▸ Work to complete: Line by line, copy all of the data exactly.

▸ Material for this exercise:
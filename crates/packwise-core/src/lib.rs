//! # packwise-core: Foundational Types
//!
//! This crate defines the types every other packwise crate shares. It depends
//! on nothing internal.
//!
//! ## Key Design Principles
//!
//! 1. **Closed vocabularies.** Trip types, transportation and accommodation
//!    modes, their options, and activities are enums with exhaustive `match`.
//!    Raw identifiers from the host are resolved once, in
//!    [`TripProfile::resolve`], and unknown values become [`Diagnostic`]s
//!    instead of silently disappearing.
//!
//! 2. **One quantity formula.** [`ItemQuantityRule::quantity_for`] is the only
//!    place nights are turned into a quantity. Every later adjustment goes
//!    through [`QuantityLimits::clamp`].
//!
//! 3. **One matching utility.** All substring-based skip, conflict and
//!    replacement decisions go through [`KeywordSet`] over normalized names.
//!
//! 4. **Deterministic lists.** [`PackingList`] is backed by `BTreeMap`s, so
//!    iteration order, serialization and [`ListFingerprint`]s are stable.
//!
//! ## Crate Policy
//!
//! - No dependencies on other `packwise-*` crates.
//! - No `unsafe` code.
//! - No `panic!()` or `.unwrap()` outside tests.

pub mod diagnostic;
pub mod error;
pub mod fingerprint;
pub mod group;
pub mod item;
pub mod list;
pub mod matching;
pub mod trip;
pub mod vocabulary;

// Re-export primary types for ergonomic imports.
pub use diagnostic::Diagnostic;
pub use error::{CatalogError, ContextError, PackwiseError, PackwiseResult};
pub use fingerprint::ListFingerprint;
pub use group::RuleGroup;
pub use item::{ceil_quantity, scale_quantity, ItemQuantityRule, QuantityLimits};
pub use list::{CategoryItems, GeneratedItem, PackingList};
pub use matching::{normalize, KeywordSet};
pub use trip::{TripContext, TripProfile, WeatherDay};
pub use vocabulary::{
    Accommodation, AccommodationOption, Activity, Axis, TransportOption, Transportation,
    TripType, Vocabulary,
};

▸ Task output:
filename crates/packwise-core/src/lib.rs
//! # packwise-core: Foundational Types
//!
//! This crate defines the types every other packwise crate shares. It depends
//! on nothing internal.
//!
//! ## Key Design Principles
//!
//! 1. **Closed vocabularies.** Trip types, transportation and accommodation
//!    modes, their options, and activities are enums with exhaustive `match`.
//!    Raw identifiers from the host are resolved once, in
//!    [`TripProfile::resolve`], and unknown values become [`Diagnostic`]s
//!    instead of silently disappearing.
//!
//! 2. **One quantity formula.** [`ItemQuantityRule::quantity_for`] is the only
//!    place nights are turned into a quantity. Every later adjustment goes
//!    through [`QuantityLimits::clamp`].
//!
//! 3. **One matching utility.** All substring-based skip, conflict and
//!    replacement decisions go through [`KeywordSet`] over normalized names.
//!
//! 4. **Deterministic lists.** [`PackingList`] is backed by `BTreeMap`s, so
//!    iteration order, serialization and [`ListFingerprint`]s are stable.
//!
//! ## Crate Policy
//!
//! - No dependencies on other `packwise-*` crates.
//! - No `unsafe` code.
//! - No `panic!()` or `.unwrap()` outside tests.

pub mod diagnostic;
pub mod error;
pub mod fingerprint;
pub mod group;
pub mod item;
pub mod list;
pub mod matching;
pub mod trip;
pub mod vocabulary;

// Re-export primary types for ergonomic imports.
pub use diagnostic::Diagnostic;
pub use error::{CatalogError, ContextError, PackwiseError, PackwiseResult};
pub use fingerprint::ListFingerprint;
pub use group::RuleGroup;
pub use item::{ceil_quantity, scale_quantity, ItemQuantityRule, QuantityLimits};
pub use list::{CategoryItems, GeneratedItem, PackingList};
pub use matching::{normalize, KeywordSet};
pub use trip::{TripContext, TripProfile, WeatherDay};
pub use vocabulary::{
    Accommodation, AccommodationOption, Activity, Axis, TransportOption, Transportation,
    TripType, Vocabulary,
};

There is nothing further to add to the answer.